Wyoming’s Tanner Gentry looks back to his teammates after scoring a touchdown as Wyoming faced North Dakota on Sept. 5 at War Memorial Stadium in Laramie. North Dakota defeated Wyoming 24-13.

Wyoming will be without its top receiver for the remainder of the year, a source told the Star-Tribune.

Junior wideout Tanner Gentry has missed the Pokes’ past three games since suffering an AC joint separation and two tears in his right shoulder in a win over Nevada on Oct. 17.

On Monday, Gentry declined to confirm his plans for the remainder of the season, but the source, who spoke on the condition of anonymity, said he’ll sit out UW’s final two games in order to heal up for the 2016 season.

“It’s been really frustrating,” Gentry said. “This is my first major injury that I’ve ever had playing football where I’ve had to sit out games, so it’s kind of tough to deal with. I’m just trying to stay positive.”

Through Wyoming’s first seven games, the Aurora, Colorado, native ranked 15th nationally in receiving yards with 678. Despite being sidelined for three weeks, he still ranks second in the Mountain West Conference and 42nd nationally in that category. He doesn’t qualify for the official FBS statistical rankings in yards per game — due to missing three games — but his average of 96.9 yards per game would rank 14th.

Without him, Wyoming’s offense has been much more stagnant. Especially during the past two games with starting quarterback Cameron Coffman also sidelined with a separated right shoulder.

Gentry’s injury is more severe, however.

“They just kind of told me that they thought six weeks was what it was going to be,” Gentry said of the original prognosis, when five games remained. “We were just going to see how I progressed and if I was healing fast, then I would see if I could get out there or not and if it was safe for me to play or not.”

Over the past 3½ weeks, he has certainly healed a great deal.

Against Nevada, he left the game in the third quarter, having not been able to lift his right arm whatsoever. He spent roughly a week with his arm in a sling and has been rehabbing his shoulder ever since.

“I started doing some weight rehab last week to try to strengthen it back up,” Gentry said. “It’s getting better every day.”

But the progress isn't nearly enough.

The two small tears in his shoulder are the most problematic part of the injury. Another tear could permanently damage his shoulder, and his bright football career.

“The most important thing is just to make sure I’m healthy and make sure I don’t damage it any further, which could hurt me in the future,” Gentry said.
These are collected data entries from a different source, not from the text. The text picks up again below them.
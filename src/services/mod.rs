// Pure pricing
pub mod discount;

// Ledgers
pub mod coupon_ledger;
pub mod order_ledger;

// Orchestration
pub mod checkout;
pub mod coupons;
pub mod payments;
pub mod reconciler;
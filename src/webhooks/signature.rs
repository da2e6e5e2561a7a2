use hmac::{Hmac, Mac};
use sha2::Sha256;
use tracing::{error, warn};

use crate::errors::IntegrityViolation;

type HmacSha256 = Hmac<Sha256>;

/// Header carrying the hex HMAC-SHA256 of the raw request body.
pub const SIGNATURE_HEADER: &str = "x-callback-signature";

/// Checks callback signatures against the shared secret.
///
/// Without a configured secret every delivery is refused.
#[derive(Clone)]
pub struct WebhookVerifier {
    secret: Option<String>,
}

impl WebhookVerifier {
    pub fn new(secret: Option<String>) -> Self {
        Self {
            secret: secret.filter(|s| !s.trim().is_empty()),
        }
    }

    pub fn verify(&self, signature: Option<&str>, body: &[u8]) -> Result<(), IntegrityViolation> {
        let Some(secret) = self.secret.as_deref() else {
            error!("payment webhook secret not configured; refusing delivery");
            return Err(IntegrityViolation::InvalidSignature);
        };

        let signature = match signature.map(str::trim) {
            Some(sig) if !sig.is_empty() => sig,
            _ => {
                warn!("payment webhook without signature");
                return Err(IntegrityViolation::MissingSignature);
            }
        };

        let expected = hex::decode(signature).map_err(|_| {
            warn!("payment webhook signature is not hex");
            IntegrityViolation::InvalidSignature
        })?;

        let mut mac = HmacSha256::new_from_slice(secret.as_bytes())
            .map_err(|_| IntegrityViolation::InvalidSignature)?;
        mac.update(body);
        // verify_slice compares in constant time
        mac.verify_slice(&expected).map_err(|_| {
            warn!("payment webhook signature mismatch");
            IntegrityViolation::InvalidSignature
        })
    }
}

/// Lowercase hex HMAC-SHA256 of `body` under `secret`.
pub fn sign(secret: &str, body: &[u8]) -> String {
    let mut mac = match HmacSha256::new_from_slice(secret.as_bytes()) {
        Ok(mac) => mac,
        Err(_) => return String::new(),
    };
    mac.update(body);
    hex::encode(mac.finalize().into_bytes())
}

#[cfg(test)]
mod tests {
    use super::*;

    const SECRET: &str = "whsec_0123456789abcdef0123456789abcdef";

    #[test]
    fn accepts_matching_signature() {
        let body = br#"{"external_id":"abc","status":"PAID"}"#;
        let verifier = WebhookVerifier::new(Some(SECRET.into()));
        assert!(verifier.verify(Some(&sign(SECRET, body)), body).is_ok());
    }

    #[test]
    fn accepts_uppercase_hex() {
        let body = b"{}";
        let verifier = WebhookVerifier::new(Some(SECRET.into()));
        let sig = sign(SECRET, body).to_uppercase();
        assert!(verifier.verify(Some(&sig), body).is_ok());
    }

    #[test]
    fn rejects_tampered_body() {
        let verifier = WebhookVerifier::new(Some(SECRET.into()));
        let sig = sign(SECRET, br#"{"status":"PENDING"}"#);
        assert_eq!(
            verifier.verify(Some(&sig), br#"{"status":"PAID"}"#),
            Err(IntegrityViolation::InvalidSignature)
        );
    }

    #[test]
    fn rejects_missing_and_garbage_signatures() {
        let verifier = WebhookVerifier::new(Some(SECRET.into()));
        assert_eq!(
            verifier.verify(None, b"{}"),
            Err(IntegrityViolation::MissingSignature)
        );
        assert_eq!(
            verifier.verify(Some("   "), b"{}"),
            Err(IntegrityViolation::MissingSignature)
        );
        assert_eq!(
            verifier.verify(Some("not-hex"), b"{}"),
            Err(IntegrityViolation::InvalidSignature)
        );
    }

    #[test]
    fn unconfigured_secret_fails_closed() {
        let body = b"{}";
        let verifier = WebhookVerifier::new(None);
        assert_eq!(
            verifier.verify(Some(&sign(SECRET, body)), body),
            Err(IntegrityViolation::InvalidSignature)
        );
        let blank = WebhookVerifier::new(Some("  ".into()));
        assert!(blank.verify(Some(&sign("  ", body)), body).is_err());
    }
}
Added UW offensive coordinator Brent Vigen: “If it’s a situation where he can get hurt worse because he’s not quite ready to go, I don’t think that’s a risk that we need to take at that point.”

Gentry caught 39 passes for 376 yards as a freshman in 2013 and recorded 32 receptions for 435 yards and two touchdowns during his sophomore season.

This season, he’s broken out for four touchdowns along with the first three 100-yard games of his career.

Of course, Gentry wants to return. But at 1-9, Wyoming is out of bowl contention and the risk of him coming back this season is much greater than any possible reward.

If Wyoming had five wins heading into the UNLV game, his mindset might be a bit different.

“I think if that was the case, definitely we would think about (returning),” Gentry said.

Instead, he’ll begin preparing for 2016.

The tears in his shoulder should heal in another month or two simply with rest, and barring a setback, he’ll be ready to go by spring drills.

“If I can’t go for the last game, my focus is going to be getting back, better and healthier for next season,” Gentry said.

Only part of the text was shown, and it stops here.